Devconf.cz 2020
This year again I had the honor of being able to attend devconf.cz. Many thanks to Red Hat (My employer) for sending me to the conference (it also allowed me to attend some work meetings after the conference).
The trip out to Brno was much as it has been for me in the past, except this time it was even longer since the Portland to Amsterdam flight I used to take is no longer offered, so I had to go from Portland to Seattle and then Amsterdam. Due to various scheduling issues I also went to Vienna this time instead of Prague. No particular problems on the trip, just a long haul. The train in Vienna was nice and clean and fast and comfortable.
Devconf.cz runs over 3 days (friday/saturday/sunday) and is jam packed with talks and people to talk to.
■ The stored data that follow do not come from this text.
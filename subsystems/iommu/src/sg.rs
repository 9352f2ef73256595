//! # Scatter-Gather Mapping
//!
//! Maps a list of buffer segments as one transfer. Each segment gets its own
//! run of slots, but every search resumes where the previous run ended, so
//! consecutive segments usually land back to back in bus space. When they do
//! (and merging is enabled) they are reported to the driver as one longer
//! DMA segment.
//!
//! ```text
//!   input   [ seg0: 4K ]  [ seg1: 4K ]  [ seg2: 4K ]     scattered in RAM
//!                │             │             │
//!   bus     ┌────▼────┬────────▼────┬────────▼────┐
//!           │ slot n  │  slot n+1   │  slot n+2   │     contiguous
//!           └─────────┴─────────────┴─────────────┘
//!   output  [ dma_address = n << 12, dma_length = 12K ]  [ dma_length = 0 ]
//! ```
//!
//! The whole list is mapped under one acquisition of the table lock. If any
//! segment cannot be placed, everything already placed for this list is
//! released before the lock is dropped.

use alloc::vec::Vec;

use crate::addr::{dma_num_pages, num_pages, DmaAddr, VirtAddr};
use crate::direction::DmaDirection;
use crate::error::{IommuError, IommuResult};
use crate::platform::TceBackend;
use crate::table::{AllocCursor, IommuTable, TableState};

// =============================================================================
// Scatter Entry
// =============================================================================

/// One element of a scatter-gather list
///
/// `vaddr`/`length` describe the CPU buffer and are read by
/// [`IommuTable::map_sg`]; `dma_address`/`dma_length` are written by it.
/// Output entries are packed at the front of the list; when there are fewer
/// outputs than inputs, the entry after the last output has `dma_length == 0`.
#[derive(Debug, Clone, Copy, PartialEq, Eq)]
pub struct ScatterEntry {
    /// CPU address of the segment
    pub vaddr: VirtAddr,
    /// Segment length in bytes
    pub length: usize,
    /// Bus address of the output segment stored in this slot
    pub dma_address: DmaAddr,
    /// Length of the output segment stored in this slot
    pub dma_length: usize,
}

impl ScatterEntry {
    /// An unmapped entry
    pub const fn new(vaddr: VirtAddr, length: usize) -> Self {
        Self {
            vaddr,
            length,
            dma_address: DmaAddr::MAPPING_ERROR,
            dma_length: 0,
        }
    }
}

/// Output segments of a mapped list, up to the terminator
pub fn dma_segments(sglist: &[ScatterEntry]) -> impl Iterator<Item = (DmaAddr, usize)> + '_ {
    sglist
        .iter()
        .take_while(|e| e.dma_length != 0)
        .map(|e| (e.dma_address, e.dma_length))
}

// =============================================================================
// Mapping State
// =============================================================================

/// Contiguous bus range handed to the device
#[derive(Debug, Clone, Copy, PartialEq, Eq)]
struct DmaSegment {
    dma_address: DmaAddr,
    dma_length: usize,
}

impl DmaSegment {
    fn npages(&self) -> usize {
        dma_num_pages(self.dma_address, self.dma_length).unwrap_or(usize::MAX)
    }
}

/// Result of placing every segment of a list
#[derive(Debug)]
enum SgOutcome {
    /// Every segment placed
    Mapped(Vec<DmaSegment>),
    /// Placement stopped; `produced` is exactly what was placed before
    Failed {
        produced: Vec<DmaSegment>,
        error: IommuError,
    },
}

impl<B: TceBackend> IommuTable<B> {
    /// Map a scatter-gather list
    ///
    /// Returns the number of output segments written to the front of
    /// `sglist`. On error the table is left exactly as before the call.
    /// An empty list maps to zero segments without touching the table.
    ///
    /// # Panics
    ///
    /// If `dir` is [`DmaDirection::None`].
    pub fn map_sg(&self, sglist: &mut [ScatterEntry], dir: DmaDirection) -> IommuResult<usize> {
        dir.assert_valid();
        if sglist.is_empty() {
            return Ok(0);
        }

        let segments = {
            let mut state = self.lock_state();
            match self.place_segments(&mut state, sglist, dir) {
                SgOutcome::Mapped(segments) => segments,
                SgOutcome::Failed { produced, error } => {
                    self.unwind_segments(&mut state, &produced);
                    drop(state);
                    self.stats().record_sg_rollback();
                    log::debug!(
                        "iommu: map_sg of {} entries failed, released {} segments",
                        sglist.len(),
                        produced.len()
                    );
                    return Err(error);
                },
            }
        };

        self.flush();
        self.barrier();

        for (entry, segment) in sglist.iter_mut().zip(&segments) {
            entry.dma_address = segment.dma_address;
            entry.dma_length = segment.dma_length;
        }

        let outcount = segments.len();
        if let Some(terminator) = sglist.get_mut(outcount) {
            terminator.dma_address = DmaAddr::MAPPING_ERROR;
            terminator.dma_length = 0;
        }

        self.stats().record_sg_map();
        Ok(outcount)
    }

    /// Undo [`map_sg`](Self::map_sg)
    ///
    /// Walks the output segments up to the zero-length terminator.
    ///
    /// # Panics
    ///
    /// If `dir` is [`DmaDirection::None`].
    pub fn unmap_sg(&self, sglist: &[ScatterEntry], dir: DmaDirection) {
        dir.assert_valid();

        {
            let mut state = self.lock_state();
            for (dma_address, dma_length) in dma_segments(sglist) {
                let npages = dma_num_pages(dma_address, dma_length).unwrap_or(usize::MAX);
                self.free_locked(&mut state, dma_address, npages);
            }
            self.flush();
        }

        self.stats().record_sg_unmap();
    }

    /// Allocate and build entries for every input segment, coalescing
    /// segments that land contiguously
    fn place_segments(&self, state: &mut TableState, sglist: &[ScatterEntry], dir: DmaDirection) -> SgOutcome {
        let merge = self.config().merge.merges();
        let offset = self.geometry().offset;

        let mut cursor = AllocCursor::default();
        let mut segments: Vec<DmaSegment> = Vec::with_capacity(sglist.len());
        let mut dma_next: Option<DmaAddr> = None;

        for entry in sglist.iter().filter(|e| e.length != 0) {
            let Some(npages) = num_pages(entry.vaddr.as_usize(), entry.length) else {
                return SgOutcome::Failed {
                    produced: segments,
                    error: IommuError::InvalidPageCount,
                };
            };

            let slot = match self.range_alloc(state, npages, Some(&mut cursor)) {
                Ok(slot) => slot,
                Err(error) => {
                    return SgOutcome::Failed {
                        produced: segments,
                        error,
                    }
                },
            };

            self.build_entries(slot, npages, entry.vaddr, dir);
            let dma_address = slot.dma_addr(offset).with_offset(entry.vaddr.page_offset());

            match segments.last_mut() {
                Some(open) if merge && dma_next == Some(dma_address) => {
                    open.dma_length += entry.length;
                    self.stats().record_sg_merge();
                },
                _ => segments.push(DmaSegment {
                    dma_address,
                    dma_length: entry.length,
                }),
            }

            dma_next = Some(dma_address.offset(entry.length));
        }

        SgOutcome::Mapped(segments)
    }

    /// Release the ranges of a partially placed list
    ///
    /// The entries were never handed to a device, so no cache flush is done.
    fn unwind_segments(&self, state: &mut TableState, produced: &[DmaSegment]) {
        for segment in produced.iter().filter(|s| s.dma_length != 0) {
            self.free_locked(state, segment.dma_address, segment.npages());
        }
    }
}

#[cfg(test)]
mod tests {
    use super::*;
    use crate::config::{IommuConfig, MergePolicy};
    use crate::testing::table_with;
    use crate::IOMMU_PAGE_SIZE;

    const PAGE: usize = IOMMU_PAGE_SIZE;

    fn merging() -> IommuConfig {
        IommuConfig::new().with_merge(MergePolicy::Merge)
    }

    fn scattered(lengths: &[usize]) -> Vec<ScatterEntry> {
        lengths
            .iter()
            .enumerate()
            .map(|(i, &len)| ScatterEntry::new(VirtAddr::new(0x10_0000 + i * 0x4_0000), len))
            .collect()
    }

    #[test]
    fn test_contiguous_segments_merge() {
        let tbl = table_with(1024, merging());
        let mut sg = scattered(&[PAGE, PAGE, PAGE]);

        let count = tbl.map_sg(&mut sg, DmaDirection::ToDevice).unwrap();
        assert_eq!(count, 1);
        assert_eq!(sg[0].dma_address, DmaAddr::new(0));
        assert_eq!(sg[0].dma_length, 3 * PAGE);
        assert_eq!(sg[1].dma_length, 0);
        assert_eq!(dma_segments(&sg).count(), 1);
        assert_eq!(tbl.stats().snapshot().sg_merges, 2);

        // Bus pages point at the scattered CPU pages
        assert_eq!(tbl.backend().entry(1).map(|e| e.0), Some(VirtAddr::new(0x14_0000)));
        assert_eq!(tbl.backend().flushes(), 1);
    }

    #[test]
    fn test_novmerge_keeps_segments_apart() {
        let tbl = table_with(1024, IommuConfig::new().with_merge(MergePolicy::NoMerge));
        let mut sg = scattered(&[PAGE, PAGE, PAGE]);

        let count = tbl.map_sg(&mut sg, DmaDirection::ToDevice).unwrap();
        assert_eq!(count, 3);
        let outputs: Vec<_> = dma_segments(&sg).collect();
        assert_eq!(
            outputs,
            [(DmaAddr::new(0), PAGE), (DmaAddr::new(0x1000), PAGE), (DmaAddr::new(0x2000), PAGE)]
        );

        // Every entry is an output, so there is no terminator to stop at
        tbl.unmap_sg(&sg, DmaDirection::ToDevice);
        assert!(tbl.bitmap_snapshot().is_clear());
        assert_eq!(tbl.backend().live_entries(), 0);
    }

    #[test]
    fn test_wrapping_segment_rolls_back() {
        let tbl = table_with(1024, merging());
        let mut sg = [
            ScatterEntry::new(VirtAddr::new(0x10_0000), PAGE),
            ScatterEntry::new(VirtAddr::new(0x20_0000), usize::MAX),
        ];

        assert_eq!(tbl.map_sg(&mut sg, DmaDirection::ToDevice), Err(IommuError::InvalidPageCount));
        assert!(tbl.bitmap_snapshot().is_clear());
        assert_eq!(tbl.stats().snapshot().sg_rollbacks, 1);
    }

    #[test]
    #[should_panic]
    fn test_empty_list_with_none_direction() {
        let tbl = table_with(64, merging());
        let mut sg: [ScatterEntry; 0] = [];
        let _ = tbl.map_sg(&mut sg, DmaDirection::None);
    }

    #[test]
    fn test_zero_length_segments_are_skipped() {
        let tbl = table_with(1024, merging());
        let mut sg = scattered(&[PAGE, 0, PAGE]);

        let count = tbl.map_sg(&mut sg, DmaDirection::FromDevice).unwrap();
        assert_eq!(count, 1);
        assert_eq!(sg[0].dma_length, 2 * PAGE);
        assert_eq!(sg[1].dma_length, 0);
        assert_eq!(tbl.pages_in_use(), 2);
    }

    #[test]
    fn test_unaligned_segments_do_not_merge() {
        let tbl = table_with(1024, merging());
        let mut sg = [
            ScatterEntry::new(VirtAddr::new(0x5000_0100), 0x100),
            ScatterEntry::new(VirtAddr::new(0x6000_0000), 0x100),
        ];

        let count = tbl.map_sg(&mut sg, DmaDirection::Bidirectional).unwrap();
        assert_eq!(count, 2);
        assert_eq!(sg[0].dma_address, DmaAddr::new(0x100));
        assert_eq!(sg[1].dma_address, DmaAddr::new(0x1000));
    }

    #[test]
    fn test_failure_rolls_back_everything() {
        let tbl = table_with(16, merging());
        // Leave only slots 14 and 15 free
        tbl.alloc_range(14).unwrap();
        let before = tbl.bitmap_snapshot();

        let mut sg = scattered(&[PAGE, PAGE, PAGE]);
        let err = tbl.map_sg(&mut sg, DmaDirection::ToDevice).unwrap_err();

        assert_eq!(err, IommuError::Exhausted { npages: 1 });
        assert_eq!(tbl.bitmap_snapshot(), before);
        assert_eq!(tbl.backend().live_entries(), 0);
        assert_eq!(tbl.backend().flushes(), 0);
        assert_eq!(tbl.stats().snapshot().sg_rollbacks, 1);
        assert!(sg.iter().all(|e| e.dma_length == 0));
    }

    #[test]
    fn test_unmap_sg_round_trip() {
        let tbl = table_with(1024, merging());
        tbl.alloc_range(3).unwrap();
        let before = tbl.bitmap_snapshot();

        let mut sg = scattered(&[PAGE, 2 * PAGE + 1, 10, PAGE]);
        let count = tbl.map_sg(&mut sg, DmaDirection::ToDevice).unwrap();
        // [0] and [1] merge; [2] ends mid-page so [3] cannot follow it
        assert_eq!(count, 3);

        tbl.unmap_sg(&sg, DmaDirection::ToDevice);
        assert_eq!(tbl.bitmap_snapshot(), before);
        assert_eq!(tbl.backend().live_entries(), 0);
    }

    #[test]
    fn test_empty_list_does_nothing() {
        let tbl = table_with(64, merging());
        let mut sg: [ScatterEntry; 0] = [];
        assert_eq!(tbl.map_sg(&mut sg, DmaDirection::ToDevice), Ok(0));
        assert_eq!(tbl.backend().flushes(), 0);
    }

    #[test]
    fn test_large_segment_in_list() {
        let tbl = table_with(1024, IommuConfig::new().with_merge(MergePolicy::NoMerge));
        let mut sg = scattered(&[PAGE, 20 * PAGE]);

        assert_eq!(tbl.map_sg(&mut sg, DmaDirection::ToDevice), Ok(2));
        assert_eq!(sg[0].dma_address, DmaAddr::new(0));
        // Large runs live above the half point
        assert!(sg[1].dma_address.page() >= tbl.half_point() as u64);
        assert_eq!(tbl.pages_in_use(), 21);
    }
}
A number of talks I wanted to attend this year were full and I couldn't get in. :( Tickets also "sold" out really fast this year (in days) after they were available. I was amazed in the opening session how many people raised their hands that they were attending for the first time (seemed like >50%?). Thats really a great sign for the health of open source to have that many new people coming in and so many in general.
Friday opened with a keynote about Open Source SRE (Site reliability Engineering) in several Red Hat OpenShift teams. They did a good job explaining how they divided things up and how they tried to find issues before their customers even knew about them.
I then took the hallway track for a few sessions. So many people I work with over IRC/email there to talk to face to face. Lots of new folks as well.
The next session I hit was "Ansible by pull request: a gitops story". Some good practical story of using git and ansible and ansible tower to manage and deploy things. A good introductory talk on the concept of 'gitops' (using git for operations settings.
I then ran out for a lovely lunch at a local pizza place. Was a great chance to catch up with teammates. Unfortunately it took a while and I missed the talk on Rawhide gating that I was hoping to go to. I hear it went really well however. :)
More sessions and hallway meetings and then off to a lovely team dinner. Had a great time there and then some of us went out for more beers after dinner and had an even more amusing time.
Saturday I missed the keynote talking to various people, then off to a talk by Ben Cotton: "We won. Now what?". He talked about things going on in the open source movement these days and what they might mean or not for the future. I had actually heard of all these events, but hadn't really thought much about what they might mean, so it was some good thought provoking fodder.
I managed to miss the coffee lovers meetup sadly, but then did manage to get into the packit talk. Great stuff there: automating your package builds and tests in Fedora from upstream projects. Lots of nice questions too, which they actually had answers for! :)
Tim Burke, long time Red Hatter gave a very fun talk called "Teamwork lessions learned in 3500km hiking" about his hiking the Appalachian Trail. There were really a lot of great things in this talk, I recommend watching the video of it. Some highlights: Try and do some random act of 'trail magic' kindness each week. Don't worry about things away, just live in the moment. Lots of great life advice.
Then it was time for slideshow karioke. Always a ton of laughs. The premise: You get a set of random, advancing slides and you have to come up with some coherent talk using them. I think people are learning that it's best to come with some idea what you want to talk about, tie it into the first slide and then try and let the audience figure out how the other slides fit in. Some of them were pretty well done this time.
This year there was a group of us that wasn't too interested in the devconf party, so we just went for a nice quiet dinner and more relaxing evening.
Sunday I once again missed most of the keynote by getting stopped talking with folks and getting coffee, etc. But I managed to make the "Alternatives to modularity" talk. This was basically the same proposals as were floated on the devel list, with more detail. There unfortunately wasn't much Q&A time and the time that they did have seemed pretty harsh feedback to me. I personally think the hardest part of their alternative is getting packages to be parallel installable, sometimes thats really really not easy. Aside from that though, I think their proposal would work and be much more simple. I do hope they try and persue the approach and convince module maintainers to switch. If we see after a while there's no one using modules they will have won.
All in all another fun time at devconf. Lots of people, great talks, great area/venue. I recommend it. Of course get your tickets as soon as they go on sale as I am sure 2021 devconf.cz will sell out as quick as this year did. The number of new people really encouraged me, open source is contuing off to the next generation, really great to see!